We first tested a NB-PRT regime in which about one-third of trials each were associated with high, medium, and low reward. To this end, we first gathered the reference RT distribution using a binary schedule. The monkey was given a medium reward for every correct response, whereas error trials resulted in immediate trial termination. With the binary regime, M3 yielded 98% correct responses (including eye errors) and responded faster than 400 ms in 96% of the trials (Fig. 27D). For the following NB-PRT block, we divided the RT distribution into three fractions of ~33% of trials with fast, medium, and slow RT, and calculated the reward schedule as to provide the same amount of reward per 100 trials as during binary rewarding. Yet, because of the skewed RT distribution, the fraction of trials with medium RT consisted of only 2 bins, separating fast from slow responses by just 20 ms. This makes it hard (if not impossible) to associate behavior and reward, and leaves many trials with a reasonably quick response with low reward. As a consequence, with this schedule M3 performed significantly worse. The ratio of fast trials did not change, but many more trials were performed with slow RT (Fig. 27D). Thus, instead of keeping its previous RT distribution (and thus keeping the same amount of reward per 100 trials) or compensating for the low-reward trials by increasing the ratio of fast trials (and thus increasing the absolute reward amount), the monkey responded very slow in many trials and obtained fewer reward per 100 trials than under the binary schedule.

We then tested the effect of NB-PRT when RT fractions were chosen more purposefully. We first switched back to binary rewarding and reestablished the previous RT distribution (Fig.

9.5 Results

27E). We then applied an NB-PRT regime that only provided a low reward for RTs longer than 400 ms. Trials with RTs faster than 300 ms received a high reward, and all other RTs were rewarded as during the preceding block of binary rewarding. This regime is much more likely to allow the monkey to distinguish the association between different behaviors and different reward amounts. Note, however, that only 15.1% of trials were treated differently than during the preceding session with binary rewarding, whereas all other trials received exactly the same reward as before.

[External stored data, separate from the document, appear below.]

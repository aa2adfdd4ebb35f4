use serde::{Deserialize, Serialize};

/// A purchasable item on the studio menu.
#[derive(Debug, Clone, PartialEq, Serialize, Deserialize)]
#[serde(rename_all = "camelCase")]
pub struct Service {
    pub id: String,
    pub name: String,
    pub price: f64,
    #[serde(default, skip_serializing_if = "Option::is_none")]
    pub description: Option<String>,
    #[serde(default, skip_serializing_if = "Option::is_none")]
    pub duration_mins: Option<u32>,
    pub sort_order: u32,
    pub is_active: bool,
}

/// A named group of services, orderable and toggleable.
#[derive(Debug, Clone, PartialEq, Serialize, Deserialize)]
#[serde(rename_all = "camelCase")]
pub struct Category {
    pub id: String,
    pub name: String,
    pub sort_order: u32,
    pub is_active: bool,
    pub services: Vec<Service>,
}

/// The full pricing document: studio metadata plus ordered categories.
///
/// This is the shape persisted locally, fetched as the bundled default and
/// produced by the export operation.
#[derive(Debug, Clone, PartialEq, Serialize, Deserialize)]
#[serde(rename_all = "camelCase")]
pub struct Catalog {
    /// Informational last-modification stamp; never interpreted.
    pub updated_at: String,
    pub currency_symbol: String,
    pub location: String,
    pub phone: String,
    pub note: String,
    pub categories: Vec<Category>,
}

impl Catalog {
    /// Active categories in display order, each holding only its active
    /// services in display order. This is the public-menu view; inactive
    /// entries stay in the document for the admin editor.
    pub fn public_view(&self) -> Vec<Category> {
        let mut categories: Vec<Category> = self
            .categories
            .iter()
            .filter(|c| c.is_active)
            .cloned()
            .collect();
        categories.sort_by_key(|c| c.sort_order);
        for category in &mut categories {
            category.services.retain(|s| s.is_active);
            category.services.sort_by_key(|s| s.sort_order);
        }
        categories
    }

    /// Bounded preview of the public menu: the first `max_categories`
    /// categories with at most `max_services` services each.
    pub fn highlights(&self, max_categories: usize, max_services: usize) -> Vec<Category> {
        let mut categories = self.public_view();
        categories.truncate(max_categories);
        for category in &mut categories {
            category.services.truncate(max_services);
        }
        categories
    }
}

/// Partial update for a category; `None` fields are left untouched.
#[derive(Debug, Clone, Default)]
pub struct CategoryPatch {
    pub name: Option<String>,
    pub is_active: Option<bool>,
}

/// Partial update for a service; `None` fields are left untouched.
#[derive(Debug, Clone, Default)]
pub struct ServicePatch {
    pub name: Option<String>,
    pub price: Option<f64>,
    pub description: Option<String>,
    pub duration_mins: Option<u32>,
    pub is_active: Option<bool>,
}

/// Partial update for the studio-level metadata on the catalog.
#[derive(Debug, Clone, Default)]
pub struct DetailsPatch {
    pub currency_symbol: Option<String>,
    pub location: Option<String>,
    pub phone: Option<String>,
    pub note: Option<String>,
}

/// Neighbor to swap with in a move operation.
#[derive(Debug, Clone, Copy, PartialEq, Eq)]
pub enum MoveDirection {
    Up,
    Down,
}

/// Transient save lifecycle surfaced to the presentation layer.
/// `Saved` resets to `Idle` after a fixed delay.
#[derive(Debug, Clone, Copy, PartialEq, Eq, Default)]
pub enum SaveStatus {
    #[default]
    Idle,
    Saving,
    Saved,
    Error,
}

/// Editorial gate state. Not a security boundary: the gate exists so the
/// pricing editor is not stumbled into, nothing more.
#[derive(Debug, Clone, Copy, PartialEq, Eq)]
pub enum SessionState {
    Anonymous,
    Authenticated,
}

/// What a visitor types into the contact form. Kept intact on a failed
/// submission so it can be resent.
#[derive(Debug, Clone, PartialEq, Serialize, Deserialize)]
pub struct ContactForm {
    pub name: String,
    pub phone: String,
    pub message: String,
}
use httpmock::prelude::*;
use tokio_test::assert_ok;
use std::sync::Arc;
use studio_catalog::core::gateway::CATALOG_KEY;
use studio_catalog::domain::ports::Storage;
use studio_catalog::utils::error::{CatalogError, Result};
use studio_catalog::{
    Catalog, CatalogStore, Category, CliConfig, LocalStorage, PersistenceGateway, SaveStatus,
    Service,
};
use tempfile::TempDir;

fn sample_catalog() -> Catalog {
    Catalog {
        updated_at: "2024-01-01T00:00:00Z".to_string(),
        currency_symbol: "$".to_string(),
        location: "Kellyville".to_string(),
        phone: "0400 000 000".to_string(),
        note: "Limited Spots Available".to_string(),
        categories: vec![Category {
            id: "c1".to_string(),
            name: "Eyelash Extensions".to_string(),
            sort_order: 1,
            is_active: true,
            services: vec![Service {
                id: "s1".to_string(),
                name: "Volume Lashes".to_string(),
                price: 60.0,
                description: None,
                duration_mins: Some(90),
                sort_order: 1,
                is_active: true,
            }],
        }],
    }
}

fn test_config(storage_path: &str, default_catalog_url: String) -> CliConfig {
    CliConfig {
        storage_path: storage_path.to_string(),
        default_catalog_url,
        webhook_url: "https://example.com/hook".to_string(),
        admin_secret: None,
        verbose: false,
    }
}

#[tokio::test]
async fn test_load_prefers_persisted_copy_over_default_fetch() {
    let temp_dir = TempDir::new().unwrap();
    let base_path = temp_dir.path().to_str().unwrap().to_string();

    let catalog = sample_catalog();
    std::fs::write(
        temp_dir.path().join(CATALOG_KEY),
        serde_json::to_vec(&catalog).unwrap(),
    )
    .unwrap();

    let server = MockServer::start();
    let default_mock = server.mock(|when, then| {
        when.method(GET).path("/pricing.json");
        then.status(200).json_body(serde_json::json!({}));
    });

    let storage = LocalStorage::new(base_path.clone());
    let config = test_config(&base_path, server.url("/pricing.json"));
    let store = CatalogStore::shared();
    let gateway = PersistenceGateway::new(storage, config, Arc::clone(&store));

    let loaded = gateway.load().await;
    assert_eq!(loaded, Some(catalog.clone()));
    assert_eq!(store.lock().await.catalog(), Some(&catalog));
    assert_eq!(default_mock.hits(), 0);
}

#[tokio::test]
async fn test_load_fetches_default_when_no_persisted_copy() {
    let temp_dir = TempDir::new().unwrap();
    let base_path = temp_dir.path().to_str().unwrap().to_string();

    let catalog = sample_catalog();
    let server = MockServer::start();
    let default_mock = server.mock(|when, then| {
        when.method(GET).path("/pricing.json");
        then.status(200)
            .header("Content-Type", "application/json")
            .json_body(serde_json::to_value(&catalog).unwrap());
    });

    let storage = LocalStorage::new(base_path.clone());
    let config = test_config(&base_path, server.url("/pricing.json"));
    let store = CatalogStore::shared();
    let gateway = PersistenceGateway::new(storage, config, Arc::clone(&store));

    let loaded = gateway.load().await;
    default_mock.assert();
    assert_eq!(loaded, Some(catalog.clone()));
    assert_eq!(store.lock().await.catalog(), Some(&catalog));
}

#[tokio::test]
async fn test_load_failure_leaves_store_unset() {
    let temp_dir = TempDir::new().unwrap();
    let base_path = temp_dir.path().to_str().unwrap().to_string();

    let server = MockServer::start();
    server.mock(|when, then| {
        when.method(GET).path("/pricing.json");
        then.status(500);
    });

    let storage = LocalStorage::new(base_path.clone());
    let config = test_config(&base_path, server.url("/pricing.json"));
    let store = CatalogStore::shared();
    let gateway = PersistenceGateway::new(storage, config, Arc::clone(&store));

    assert_eq!(gateway.load().await, None);
    let store = store.lock().await;
    assert!(store.catalog().is_none());
    assert_eq!(store.status(), SaveStatus::Idle);
}

#[tokio::test]
async fn test_save_then_load_round_trip() {
    let temp_dir = TempDir::new().unwrap();
    let base_path = temp_dir.path().to_str().unwrap().to_string();

    let server = MockServer::start();
    let storage = LocalStorage::new(base_path.clone());
    let config = test_config(&base_path, server.url("/pricing.json"));
    let store = CatalogStore::shared();
    let gateway = PersistenceGateway::new(storage, config, Arc::clone(&store));

    let catalog = sample_catalog();
    assert_ok!(gateway.save(&catalog).await);

    {
        let store = store.lock().await;
        assert_eq!(store.catalog(), Some(&catalog));
        assert_eq!(store.status(), SaveStatus::Saved);
    }

    // A fresh process would read the committed copy back, never the default.
    assert_eq!(gateway.load().await, Some(catalog));
}

#[tokio::test]
async fn test_export_snapshot_round_trips_the_loaded_catalog() {
    let temp_dir = TempDir::new().unwrap();
    let base_path = temp_dir.path().to_str().unwrap().to_string();

    let catalog = sample_catalog();
    std::fs::write(
        temp_dir.path().join(CATALOG_KEY),
        serde_json::to_vec(&catalog).unwrap(),
    )
    .unwrap();

    let server = MockServer::start();
    let storage = LocalStorage::new(base_path.clone());
    let config = test_config(&base_path, server.url("/pricing.json"));
    let gateway = PersistenceGateway::new(storage, config, CatalogStore::shared());

    let loaded = gateway.load().await.unwrap();
    let exported =
        PersistenceGateway::<LocalStorage, CliConfig>::export_snapshot(&loaded).unwrap();
    let restored: Catalog = serde_json::from_slice(&exported).unwrap();
    assert_eq!(restored, catalog);
}

#[tokio::test(start_paused = true)]
async fn test_saved_status_resets_to_idle_after_delay() {
    let temp_dir = TempDir::new().unwrap();
    let base_path = temp_dir.path().to_str().unwrap().to_string();

    let server = MockServer::start();
    let storage = LocalStorage::new(base_path.clone());
    let config = test_config(&base_path, server.url("/pricing.json"));
    let store = CatalogStore::shared();
    let gateway = PersistenceGateway::new(storage, config, Arc::clone(&store));

    gateway.save(&sample_catalog()).await.unwrap();
    assert_eq!(store.lock().await.status(), SaveStatus::Saved);

    tokio::time::sleep(std::time::Duration::from_secs(4)).await;
    tokio::task::yield_now().await;
    assert_eq!(store.lock().await.status(), SaveStatus::Idle);
}

/// Storage that serves a committed catalog but refuses every write.
#[derive(Clone)]
struct ReadOnlyStorage {
    committed: Vec<u8>,
}

impl Storage for ReadOnlyStorage {
    async fn read_file(&self, _key: &str) -> Result<Vec<u8>> {
        Ok(self.committed.clone())
    }

    async fn write_file(&self, _key: &str, _data: &[u8]) -> Result<()> {
        Err(CatalogError::IoError(std::io::Error::new(
            std::io::ErrorKind::PermissionDenied,
            "storage quota exceeded",
        )))
    }

    async fn remove_file(&self, _key: &str) -> Result<()> {
        Ok(())
    }
}

#[tokio::test]
async fn test_failed_save_keeps_previously_committed_catalog() {
    let server = MockServer::start();
    let committed = sample_catalog();
    let storage = ReadOnlyStorage {
        committed: serde_json::to_vec(&committed).unwrap(),
    };
    let config = test_config("./unused", server.url("/pricing.json"));
    let store = CatalogStore::shared();
    let gateway = PersistenceGateway::new(storage, config, Arc::clone(&store));

    assert_eq!(gateway.load().await, Some(committed.clone()));

    let mut edited = committed.clone();
    edited.note = "Walk-ins welcome".to_string();

    let result = gateway.save(&edited).await;
    assert!(result.is_err());

    {
        let store = store.lock().await;
        assert_eq!(store.status(), SaveStatus::Error);
        assert_eq!(store.catalog(), Some(&committed));
    }

    // A subsequent load still yields the prior committed catalog.
    assert_eq!(gateway.load().await, Some(committed));
}
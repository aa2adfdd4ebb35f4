pub mod cli;

use crate::core::ConfigProvider;
use crate::utils::error::Result;
use crate::utils::validation::{validate_path, validate_url, Validate};
use clap::{Parser, Subcommand, ValueEnum};

/// Used when neither --admin-secret nor ADMIN_PASSWORD is set.
const FALLBACK_ADMIN_SECRET: &str = "ChelsAdmin3621";

#[derive(Debug, Parser)]
#[command(name = "studio-catalog")]
#[command(about = "Pricing catalog manager for the studio website")]
pub struct Cli {
    #[command(flatten)]
    pub config: CliConfig,

    #[command(subcommand)]
    pub command: Command,
}

#[derive(Debug, Clone, Parser)]
pub struct CliConfig {
    #[arg(long, default_value = "./data")]
    pub storage_path: String,

    #[arg(long, default_value = "https://chelsessence.com.au/pricing.json")]
    pub default_catalog_url: String,

    #[arg(
        long,
        default_value = "https://services.leadconnectorhq.com/hooks/joEvTeHi9PfiwLqHNsZY/webhook-trigger/63ac8f27-84ea-4754-9591-14b85407c20f"
    )]
    pub webhook_url: String,

    #[arg(long, help = "Override the admin secret (normally ADMIN_PASSWORD)")]
    pub admin_secret: Option<String>,

    #[arg(long, help = "Enable verbose output")]
    pub verbose: bool,
}

impl ConfigProvider for CliConfig {
    fn default_catalog_url(&self) -> &str {
        &self.default_catalog_url
    }

    fn webhook_url(&self) -> &str {
        &self.webhook_url
    }

    fn storage_path(&self) -> &str {
        &self.storage_path
    }

    fn admin_secret(&self) -> String {
        if let Some(secret) = &self.admin_secret {
            return secret.clone();
        }
        std::env::var("ADMIN_PASSWORD").unwrap_or_else(|_| FALLBACK_ADMIN_SECRET.to_string())
    }
}

impl Validate for CliConfig {
    fn validate(&self) -> Result<()> {
        validate_path("storage_path", &self.storage_path)?;
        validate_url("default_catalog_url", &self.default_catalog_url)?;
        validate_url("webhook_url", &self.webhook_url)?;
        Ok(())
    }
}

#[derive(Debug, Clone, Copy, PartialEq, Eq, ValueEnum)]
pub enum Dir {
    Up,
    Down,
}

#[derive(Debug, Clone, Copy, PartialEq, Eq, ValueEnum)]
pub enum Visibility {
    /// Shown on the public menu
    Active,
    /// Kept in the editor but hidden from the public menu
    Hidden,
}

#[derive(Debug, Clone, Subcommand)]
pub enum Command {
    /// Print the public service menu
    Show {
        #[arg(long, help = "Only the leading categories and services, as on the home page")]
        preview: bool,
    },
    /// Write a pretty-printed catalog snapshot to a file
    Export {
        #[arg(long, default_value = "pricing-export.json")]
        output: String,
    },
    /// Open an admin session
    Login { password: String },
    /// Close the admin session
    Logout,
    /// Append a new empty category
    AddCategory,
    /// Rename a category
    RenameCategory { category_id: String, name: String },
    /// Toggle a category's visibility on the public menu
    SetCategoryActive {
        category_id: String,
        visibility: Visibility,
    },
    /// Delete a category and all its services
    DeleteCategory { category_id: String },
    /// Move a category up or down the menu
    MoveCategory { index: usize, direction: Dir },
    /// Append a new blank service to a category
    AddService { category_id: String },
    /// Update fields on a service
    UpdateService {
        category_id: String,
        service_id: String,
        #[arg(long)]
        name: Option<String>,
        #[arg(long, help = "Raw price input; non-numeric values coerce to 0")]
        price: Option<String>,
        #[arg(long)]
        description: Option<String>,
        #[arg(long)]
        duration_mins: Option<u32>,
        #[arg(long)]
        active: Option<bool>,
    },
    /// Delete a service from a category
    DeleteService {
        category_id: String,
        service_id: String,
    },
    /// Move a service up or down within its category
    MoveService {
        category_id: String,
        index: usize,
        direction: Dir,
    },
    /// Update studio details shown on the site
    SetDetails {
        #[arg(long)]
        currency_symbol: Option<String>,
        #[arg(long)]
        location: Option<String>,
        #[arg(long)]
        phone: Option<String>,
        #[arg(long)]
        note: Option<String>,
    },
    /// Send an enquiry through the contact webhook
    Contact {
        name: String,
        phone: String,
        message: String,
    },
}
use clap::Parser;
use std::sync::Arc;
use studio_catalog::config::{Cli, CliConfig, Command, Dir, Visibility};
use studio_catalog::core::store::SharedStore;
use studio_catalog::utils::{logger, validation::Validate};
use studio_catalog::{
    editor, Catalog, CatalogError, CatalogStore, CategoryPatch, ContactClient, ContactForm,
    DetailsPatch, LocalStorage, MoveDirection, PersistenceGateway, ServicePatch, SessionGate,
};

type Gateway = PersistenceGateway<LocalStorage, CliConfig>;
type Gate = SessionGate<LocalStorage, CliConfig>;

#[tokio::main]
async fn main() -> anyhow::Result<()> {
    let cli = Cli::parse();

    logger::init_cli_logger(cli.config.verbose);

    tracing::info!("Starting studio-catalog CLI");
    if cli.config.verbose {
        tracing::debug!("CLI config: {:?}", cli.config);
    }

    if let Err(e) = cli.config.validate() {
        tracing::error!("Configuration validation failed: {}", e);
        eprintln!("❌ {}", e);
        std::process::exit(1);
    }

    let storage = LocalStorage::new(cli.config.storage_path.clone());
    let store: SharedStore = CatalogStore::shared();
    let gateway = Gateway::new(storage.clone(), cli.config.clone(), Arc::clone(&store));
    let mut session = Gate::restore(storage, cli.config.clone()).await;

    match cli.command {
        Command::Show { preview } => show_menu(&gateway, preview).await,
        Command::Export { output } => export_catalog(&gateway, &session, &output).await,
        Command::Login { password } => {
            if session.login(&password).await {
                println!("✅ Signed in. The pricing editor is unlocked.");
            } else {
                eprintln!("❌ Incorrect password. Please try again.");
                std::process::exit(1);
            }
            Ok(())
        }
        Command::Logout => {
            session.logout().await;
            println!("Signed out.");
            Ok(())
        }
        Command::Contact {
            name,
            phone,
            message,
        } => {
            let form = ContactForm {
                name,
                phone,
                message,
            };
            send_enquiry(cli.config.clone(), form).await
        }
        Command::AddCategory => commit_edit(&gateway, &session, editor::add_category).await,
        Command::RenameCategory { category_id, name } => {
            let patch = CategoryPatch {
                name: Some(name),
                ..Default::default()
            };
            commit_edit(&gateway, &session, move |c| {
                editor::update_category(c, &category_id, &patch)
            })
            .await
        }
        Command::SetCategoryActive {
            category_id,
            visibility,
        } => {
            let patch = CategoryPatch {
                is_active: Some(visibility == Visibility::Active),
                ..Default::default()
            };
            commit_edit(&gateway, &session, move |c| {
                editor::update_category(c, &category_id, &patch)
            })
            .await
        }
        Command::DeleteCategory { category_id } => {
            commit_edit(&gateway, &session, move |c| {
                editor::delete_category(c, &category_id)
            })
            .await
        }
        Command::MoveCategory { index, direction } => {
            let direction = move_direction(direction);
            commit_edit(&gateway, &session, move |c| {
                editor::move_category(c, index, direction)
            })
            .await
        }
        Command::AddService { category_id } => {
            commit_edit(&gateway, &session, move |c| {
                editor::add_service(c, &category_id)
            })
            .await
        }
        Command::UpdateService {
            category_id,
            service_id,
            name,
            price,
            description,
            duration_mins,
            active,
        } => {
            let patch = ServicePatch {
                name,
                price: price.as_deref().map(editor::parse_price),
                description,
                duration_mins,
                is_active: active,
            };
            commit_edit(&gateway, &session, move |c| {
                editor::update_service(c, &category_id, &service_id, &patch)
            })
            .await
        }
        Command::DeleteService {
            category_id,
            service_id,
        } => {
            commit_edit(&gateway, &session, move |c| {
                editor::delete_service(c, &category_id, &service_id)
            })
            .await
        }
        Command::MoveService {
            category_id,
            index,
            direction,
        } => {
            let direction = move_direction(direction);
            commit_edit(&gateway, &session, move |c| {
                editor::move_service(c, &category_id, index, direction)
            })
            .await
        }
        Command::SetDetails {
            currency_symbol,
            location,
            phone,
            note,
        } => {
            let patch = DetailsPatch {
                currency_symbol,
                location,
                phone,
                note,
            };
            commit_edit(&gateway, &session, move |c| editor::update_details(c, &patch)).await
        }
    }
}

fn move_direction(direction: Dir) -> MoveDirection {
    match direction {
        Dir::Up => MoveDirection::Up,
        Dir::Down => MoveDirection::Down,
    }
}

/// Home-page preview bounds: leading categories and services per category.
const PREVIEW_CATEGORIES: usize = 3;
const PREVIEW_SERVICES: usize = 2;

async fn show_menu(gateway: &Gateway, preview: bool) -> anyhow::Result<()> {
    let Some(catalog) = gateway.load().await else {
        eprintln!("❌ Pricing is not available right now. Please try again later.");
        std::process::exit(1);
    };

    let categories = if preview {
        catalog.highlights(PREVIEW_CATEGORIES, PREVIEW_SERVICES)
    } else {
        catalog.public_view()
    };
    for category in categories {
        println!("\n{}", category.name);
        println!("{}", "-".repeat(category.name.len()));
        for service in &category.services {
            let duration = service
                .duration_mins
                .map(|m| format!(" ({} min)", m))
                .unwrap_or_default();
            println!(
                "  {}{}  {}{}",
                service.name, duration, catalog.currency_symbol, service.price
            );
            if let Some(description) = &service.description {
                if !description.is_empty() {
                    println!("    {}", description);
                }
            }
        }
    }
    println!("\nStudio in {}. Phone: {}. {}", catalog.location, catalog.phone, catalog.note);
    Ok(())
}

async fn export_catalog(gateway: &Gateway, session: &Gate, output: &str) -> anyhow::Result<()> {
    require_session(session)?;
    let Some(catalog) = gateway.load().await else {
        eprintln!("❌ Nothing to export: the catalog could not be loaded.");
        std::process::exit(1);
    };
    let bytes = Gateway::export_snapshot(&catalog)?;
    std::fs::write(output, bytes)?;
    println!("✅ Catalog snapshot written to {}", output);
    Ok(())
}

async fn send_enquiry(config: CliConfig, form: ContactForm) -> anyhow::Result<()> {
    if let Err(e) = form.validate() {
        eprintln!("❌ {}", e);
        std::process::exit(1);
    }

    let client = ContactClient::new(config);
    match client.submit(&form).await {
        Ok(()) => {
            println!("✅ Message sent successfully. We will be in touch shortly!");
            Ok(())
        }
        Err(e) => {
            tracing::error!("Contact submission error: {}", e);
            eprintln!("❌ Something went wrong. Please try again or DM us on Instagram.");
            std::process::exit(1);
        }
    }
}

/// Loads the current catalog, applies one editor operation to a working
/// copy and commits the result through the gateway.
async fn commit_edit<F>(gateway: &Gateway, session: &Gate, op: F) -> anyhow::Result<()>
where
    F: FnOnce(&Catalog) -> Catalog,
{
    require_session(session)?;

    let Some(catalog) = gateway.load().await else {
        eprintln!("❌ The catalog could not be loaded; nothing was changed.");
        std::process::exit(1);
    };

    let edited = op(&catalog);
    match gateway.save(&edited).await {
        Ok(()) => {
            println!("✅ Changes saved.");
            Ok(())
        }
        Err(e) => {
            tracing::error!("Save failed: {}", e);
            eprintln!("❌ Changes could not be saved. The previous catalog is untouched.");
            std::process::exit(1);
        }
    }
}

fn require_session(session: &Gate) -> studio_catalog::Result<()> {
    if session.is_authenticated() {
        Ok(())
    } else {
        eprintln!("❌ Owner access required. Sign in first with `studio-catalog login`.");
        Err(CatalogError::AuthError {
            message: "owner session required".to_string(),
        })
    }
}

Nevertheless, this NB-PRT regime had a strong effect on the monkey’s performance and caused a clear leftward shift of the entire RT distribution (Fig.

27E). Based on Mann-Whitney statistics (Z = 7.32; P < 10–12, n = [1,352, 1,658], R = 0.13), the estimated probability EP for getting a faster response in the NB-PRT regime was 0.58.

We applied a similar regime to M2 (Fig. 26F) after it had finished fixation training and obtained essentially the same result (Z = 6.77; P < 10–10, n = [851, 1,198], R = 0.15, EP = 0.59). Thus, even with a simple fixation paradigm, graded rewarding exerted clear effects on RT distributions, indicating that the trial-wise reward outcome has a direct impact on an animal’s performance. If properly chosen, graded rewarding can support the willingness of the animal to spent effort and provides a useful tool to guide the animal toward the desired behavior.